I’m gripping the edge of my chair. But I don’t look away.
Noah’s expression becomes stoic; he’s determined to show his bravery. He inserts the needle without flinching and pushes the T into his muscle.
Then, as he pulls the needle out, he smiles. It’s clear he feels an enormous sense of accomplishment.
“Do you feel any burning?” Dr. Stedman asks.
The doctor gives Noah a bandage for the tiny wound, and Noah pulls up his jeans.
It’s over. The hormone has gone through skin and muscle, and into his bloodstream, to work its mysterious power to transform my daughter into my son. Weekly shots might well be a routine for the rest of Noah’s life. That, at least at the moment, does not appear to phase him. Nor does the likelihood of never being a biological parent. The doctor tells Noah to come back in a week, and at that time he’ll look on as Noah gives himself his second shot of T.
Lydia puts her arm around Noah and rests her head on his shoulder.

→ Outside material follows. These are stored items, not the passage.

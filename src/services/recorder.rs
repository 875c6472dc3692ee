// SPDX-License-Identifier: MIT
// Copyright 2026 Roland Dreier <roland@rolandd.dev>

//! Workout recording service.
//!
//! Handles the submission workflow:
//! 1. Check the user exists
//! 2. Enforce the daily cap against the current workout list
//! 3. Resolve the activity type in the configuration table
//! 4. Snapshot the configured points into a new workout and append it
//!
//! All four steps run inside one store transaction, so two rapid
//! submissions cannot both pass the cap check.

use chrono::{DateTime, Utc};

use crate::db::LocalStore;
use crate::error::{AppError, Result};
use crate::models::{ActivityCatalog, Workout};
use crate::services::eligibility::{can_add_workout, DAILY_WORKOUT_LIMIT};
use crate::time_utils::DayZone;

/// Records workouts for squad members.
#[derive(Clone)]
pub struct WorkoutRecorder {
    store: LocalStore,
    zone: DayZone,
}

impl WorkoutRecorder {
    pub fn new(store: LocalStore, zone: DayZone) -> Self {
        Self { store, zone }
    }

    /// Record a workout submitted now.
    pub async fn record(&self, user_id: &str, activity_type: &str) -> Result<Workout> {
        self.record_at(user_id, activity_type, Utc::now()).await
    }

    /// Record a workout submitted at `now`.
    pub async fn record_at(
        &self,
        user_id: &str,
        activity_type: &str,
        now: DateTime<Utc>,
    ) -> Result<Workout> {
        let zone = self.zone;

        let result = self
            .store
            .transact(|state| {
                if state.find_user(user_id).is_none() {
                    return Err(AppError::NotFound(format!("User {} not found", user_id)));
                }

                if !can_add_workout(user_id, &state.workouts, now, zone) {
                    return Err(AppError::DailyLimitReached {
                        limit: DAILY_WORKOUT_LIMIT,
                    });
                }

                let config = ActivityCatalog::new(&state.activity_configs)
                    .resolve(activity_type)
                    .ok_or_else(|| AppError::ActivityConfigNotFound(activity_type.to_string()))?;

                let workout = Workout::from_config(user_id, config, now);
                state.workouts.push(workout.clone());
                Ok(workout)
            })
            .await;

        match &result {
            Ok(workout) => tracing::info!(
                user_id,
                workout_id = %workout.id,
                activity_type,
                points = workout.points,
                "Workout recorded"
            ),
            Err(AppError::DailyLimitReached { .. }) => {
                tracing::info!(user_id, activity_type, "Daily workout limit reached")
            }
            Err(e) => tracing::warn!(user_id, activity_type, error = %e, "Workout rejected"),
        }

        result
    }
}

#[cfg(test)]
mod tests {
    use super::*;
    use chrono::{Duration, TimeZone};

    fn recorder() -> (WorkoutRecorder, LocalStore) {
        let store = LocalStore::in_memory();
        (WorkoutRecorder::new(store.clone(), DayZone::UTC), store)
    }

    fn morning() -> DateTime<Utc> {
        Utc.with_ymd_and_hms(2026, 4, 1, 8, 0, 0).unwrap()
    }

    #[tokio::test]
    async fn test_record_snapshots_points_and_time() {
        let (recorder, store) = recorder();
        let now = morning();

        let workout = recorder.record_at("1", "Pádel", now).await.unwrap();

        assert_eq!(workout.user_id, "1");
        assert_eq!(workout.activity_type.as_str(), "Pádel");
        assert_eq!(workout.points, 0.25);
        assert_eq!(workout.timestamp, now);
        assert_eq!(store.workouts().await, vec![workout]);
    }

    #[tokio::test]
    async fn test_third_workout_same_day_rejected() {
        let (recorder, store) = recorder();
        let now = morning();

        recorder.record_at("1", "Crossfit", now).await.unwrap();
        recorder
            .record_at("1", "Pádel", now + Duration::hours(2))
            .await
            .unwrap();

        let third = recorder
            .record_at("1", "Correr", now + Duration::hours(4))
            .await;
        assert!(matches!(third, Err(AppError::DailyLimitReached { limit: 2 })));
        assert_eq!(store.workouts().await.len(), 2);

        // Next day is fine again
        recorder
            .record_at("1", "Correr", now + Duration::days(1))
            .await
            .unwrap();
    }

    #[tokio::test]
    async fn test_unknown_activity_type_aborts() {
        let (recorder, store) = recorder();

        let result = recorder.record_at("1", "Yoga", morning()).await;

        assert!(matches!(result, Err(AppError::ActivityConfigNotFound(t)) if t == "Yoga"));
        assert!(store.workouts().await.is_empty());
    }

    #[tokio::test]
    async fn test_unknown_user_rejected() {
        let (recorder, _) = recorder();
        let result = recorder.record_at("nobody", "Crossfit", morning()).await;
        assert!(matches!(result, Err(AppError::NotFound(_))));
    }

    #[tokio::test]
    async fn test_concurrent_submissions_respect_cap() {
        let (recorder, store) = recorder();
        let now = morning();

        let mut handles = vec![];
        for _ in 0..6 {
            let recorder = recorder.clone();
            handles.push(tokio::spawn(async move {
                recorder.record_at("1", "Crossfit", now).await
            }));
        }

        let mut accepted = 0;
        for handle in handles {
            if handle.await.unwrap().is_ok() {
                accepted += 1;
            }
        }

        assert_eq!(accepted, DAILY_WORKOUT_LIMIT);
        assert_eq!(store.workouts().await.len(), DAILY_WORKOUT_LIMIT);
    }

    #[tokio::test]
    async fn test_summer_midnight_resets_cap() {
        let store = LocalStore::in_memory();
        let madrid: DayZone = "Europe/Madrid".parse().unwrap();
        let recorder = WorkoutRecorder::new(store.clone(), madrid);

        // 18:00 and 19:00 CEST on July 1
        let evening = Utc.with_ymd_and_hms(2026, 7, 1, 16, 0, 0).unwrap();
        recorder.record_at("1", "Crossfit", evening).await.unwrap();
        recorder
            .record_at("1", "Correr", evening + Duration::hours(1))
            .await
            .unwrap();

        // 00:30 CEST on July 2, still July 1 at the winter offset
        let after_midnight = Utc.with_ymd_and_hms(2026, 7, 1, 22, 30, 0).unwrap();
        recorder
            .record_at("1", "Pádel", after_midnight)
            .await
            .unwrap();

        assert_eq!(store.workouts().await.len(), 3);
    }
}
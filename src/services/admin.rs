// SPDX-License-Identifier: MIT
// Copyright 2026 Roland Dreier <roland@rolandd.dev>

//! Admin mutations over the activity table, the roster and workouts.
//!
//! Destructive operations take an explicit `confirmed` flag; without it they
//! fail with [`AppError::ConfirmationRequired`] and leave state unchanged.

use serde::Deserialize;
use validator::Validate;

use crate::db::LocalStore;
use crate::error::{AppError, Result};
use crate::models::user::{avatar_url, DEFAULT_PASSWORD};
use crate::models::workout::new_record_id;
use crate::models::{ActivityCatalog, ActivityConfig, ActivityType, User, Workout};

/// Request payload for adding an activity type.
#[derive(Debug, Clone, Deserialize, Validate)]
pub struct NewActivityRequest {
    #[serde(rename = "type")]
    #[validate(length(
        min = 1,
        max = 40,
        message = "Activity type must be between 1 and 40 characters"
    ))]
    pub activity_type: String,

    #[validate(range(min = 0.0, max = 100.0, message = "Points must be between 0 and 100"))]
    pub points: f64,

    #[validate(length(min = 1, max = 40))]
    pub color: String,
}

/// Request payload for editing an activity type.
#[derive(Debug, Clone, Default, Deserialize, Validate)]
pub struct UpdateActivityRequest {
    #[validate(range(min = 0.0, max = 100.0, message = "Points must be between 0 and 100"))]
    pub points: Option<f64>,

    #[validate(length(min = 1, max = 40))]
    pub color: Option<String>,
}

/// Request payload for adding a squad member.
#[derive(Debug, Clone, Deserialize, Validate)]
pub struct NewUserRequest {
    #[validate(length(min = 1, max = 60, message = "Name must be between 1 and 60 characters"))]
    pub name: String,

    #[validate(length(max = 128))]
    pub password: Option<String>,
}

/// Request payload for a password change.
#[derive(Debug, Clone, Deserialize, Validate)]
pub struct UpdatePasswordRequest {
    #[validate(length(min = 1, max = 128))]
    pub password: String,
}

/// Admin operations over the shared store.
#[derive(Clone)]
pub struct AdminService {
    store: LocalStore,
}

impl AdminService {
    pub fn new(store: LocalStore) -> Self {
        Self { store }
    }

    // ─── Activity Types ──────────────────────────────────────────

    pub async fn add_activity(&self, req: NewActivityRequest) -> Result<ActivityConfig> {
        req.validate()?;
        let label = req.activity_type.trim().to_string();
        if label.is_empty() {
            return Err(AppError::BadRequest("Activity type is blank".to_string()));
        }

        let config = ActivityConfig {
            activity_type: ActivityType::new(label),
            points: req.points,
            color: req.color,
        };

        self.store
            .transact(|state| {
                if ActivityCatalog::new(&state.activity_configs)
                    .contains(config.activity_type.as_str())
                {
                    return Err(AppError::Conflict(format!(
                        "Activity type '{}' already exists",
                        config.activity_type
                    )));
                }
                state.activity_configs.push(config.clone());
                Ok(())
            })
            .await?;

        tracing::info!(
            activity_type = %config.activity_type,
            points = config.points,
            "Activity type added"
        );
        Ok(config)
    }

    /// Change points and/or color. Only future workouts see the new points.
    pub async fn update_activity(
        &self,
        activity_type: &str,
        req: UpdateActivityRequest,
    ) -> Result<ActivityConfig> {
        req.validate()?;

        let updated = self
            .store
            .transact(|state| {
                let config = state
                    .activity_configs
                    .iter_mut()
                    .find(|c| c.activity_type.as_str() == activity_type)
                    .ok_or_else(|| {
                        AppError::NotFound(format!("Activity type '{}'", activity_type))
                    })?;

                if let Some(points) = req.points {
                    config.points = points;
                }
                if let Some(color) = req.color {
                    config.color = color;
                }
                Ok(config.clone())
            })
            .await?;

        tracing::info!(
            activity_type,
            points = updated.points,
            "Activity type updated"
        );
        Ok(updated)
    }

    /// Remove an activity type. Past workouts keep their label and points.
    pub async fn remove_activity(&self, activity_type: &str, confirmed: bool) -> Result<()> {
        require_confirmation(confirmed, "remove activity type")?;

        self.store
            .transact(|state| {
                let before = state.activity_configs.len();
                state
                    .activity_configs
                    .retain(|c| c.activity_type.as_str() != activity_type);
                if state.activity_configs.len() == before {
                    return Err(AppError::NotFound(format!(
                        "Activity type '{}'",
                        activity_type
                    )));
                }
                Ok(())
            })
            .await?;

        tracing::info!(activity_type, "Activity type removed");
        Ok(())
    }

    // ─── Roster ──────────────────────────────────────────────────

    pub async fn add_user(&self, req: NewUserRequest) -> Result<User> {
        req.validate()?;

        let name = req.name.trim().to_string();
        let username = username_from_name(&name);
        if username.is_empty() {
            return Err(AppError::BadRequest("Name is blank".to_string()));
        }

        let password = req
            .password
            .filter(|p| !p.is_empty())
            .unwrap_or_else(|| DEFAULT_PASSWORD.to_string());

        let user = User {
            id: new_record_id(),
            avatar: avatar_url(&name),
            username,
            password: Some(password),
            name,
            is_admin: false,
        };

        self.store
            .transact(|state| {
                if state.users.iter().any(|u| u.username == user.username) {
                    return Err(AppError::Conflict(format!(
                        "Username '{}' already taken",
                        user.username
                    )));
                }
                state.users.push(user.clone());
                Ok(())
            })
            .await?;

        tracing::info!(user_id = %user.id, username = %user.username, "User added");
        Ok(user)
    }

    pub async fn update_password(&self, user_id: &str, req: UpdatePasswordRequest) -> Result<()> {
        req.validate()?;

        self.store
            .transact(|state| {
                let user = state
                    .users
                    .iter_mut()
                    .find(|u| u.id == user_id)
                    .ok_or_else(|| AppError::NotFound(format!("User {} not found", user_id)))?;
                user.password = Some(req.password);

                // Keep the session marker in sync with the roster
                if let Some(session) = state.session.as_mut().filter(|s| s.id == user_id) {
                    session.password = user.password.clone();
                }
                Ok(())
            })
            .await?;

        tracing::info!(user_id, "Password updated");
        Ok(())
    }

    /// Remove a non-admin user together with their workouts.
    ///
    /// Returns the number of workouts removed.
    pub async fn remove_user(&self, user_id: &str, confirmed: bool) -> Result<usize> {
        require_confirmation(confirmed, "remove user")?;

        let removed_workouts = self
            .store
            .transact(|state| {
                let user = state
                    .find_user(user_id)
                    .ok_or_else(|| AppError::NotFound(format!("User {} not found", user_id)))?;
                if user.is_admin {
                    return Err(AppError::Forbidden(
                        "Admin users cannot be removed".to_string(),
                    ));
                }

                state.users.retain(|u| u.id != user_id);

                let before = state.workouts.len();
                state.workouts.retain(|w| w.user_id != user_id);

                if state.session.as_ref().is_some_and(|s| s.id == user_id) {
                    state.session = None;
                }
                Ok(before - state.workouts.len())
            })
            .await?;

        tracing::info!(user_id, removed_workouts, "User removed");
        Ok(removed_workouts)
    }

    // ─── Workouts ────────────────────────────────────────────────

    pub async fn delete_workout(&self, workout_id: &str, confirmed: bool) -> Result<Workout> {
        require_confirmation(confirmed, "delete workout")?;

        let removed = self
            .store
            .transact(|state| {
                let idx = state
                    .workouts
                    .iter()
                    .position(|w| w.id == workout_id)
                    .ok_or_else(|| {
                        AppError::NotFound(format!("Workout {} not found", workout_id))
                    })?;
                Ok(state.workouts.remove(idx))
            })
            .await?;

        tracing::info!(workout_id, user_id = %removed.user_id, "Workout deleted");
        Ok(removed)
    }
}

/// Login name derived from a display name: lowercased, whitespace removed.
pub fn username_from_name(name: &str) -> String {
    name.to_lowercase()
        .chars()
        .filter(|c| !c.is_whitespace())
        .collect()
}

fn require_confirmation(confirmed: bool, action: &str) -> Result<()> {
    if confirmed {
        Ok(())
    } else {
        Err(AppError::ConfirmationRequired(format!(
            "Pass confirm=true to {}",
            action
        )))
    }
}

We thank the doctor and go out into the rain. It’s still midafternoon, and there’s a lot to see in this area of downtown to hopefully give my teens pleasant thoughts from the trip. At a nearby park, we watch soaking-wet children ride the horses of the nineteenth century carousel outlined with lights. The Christmas tree shines radiantly in the gloom.
Ducking from the rain, we go in and out of the large department stores, and rate the window displays. For a fleeting minute, a curving toy train captivates the twins as when they were very young. We stand under one store’s high shooting star, and I tell Lydia and Noah about the Christmases of my childhood, New York City’s holiday extravaganza, its grand scale, and seeing The Nutcracker at Lincoln Center. My beautiful, educated, highly cultured mother gave me wonderful experiences.
Still, on this day of lights and shadows, I can’t keep from recalling my mother’s domineering side. She believed with absolute surety that she knew what was best for me, far better than I ever would. Clouded by her fears, she kept me from making decisions, and I became anxious and insecure.
Noah and Lydia peer into a few more store windows. Later, as we wait for the bus under an awning in the dark, I feel quite pleased. This day could have been grim for me, but thanks to some diversions and shared time with my children, it wasn’t. My hope is that they will look back on our time with a memory of colored lights, and a strong assurance that it is okay to take decisive steps in creating a life filled with joy.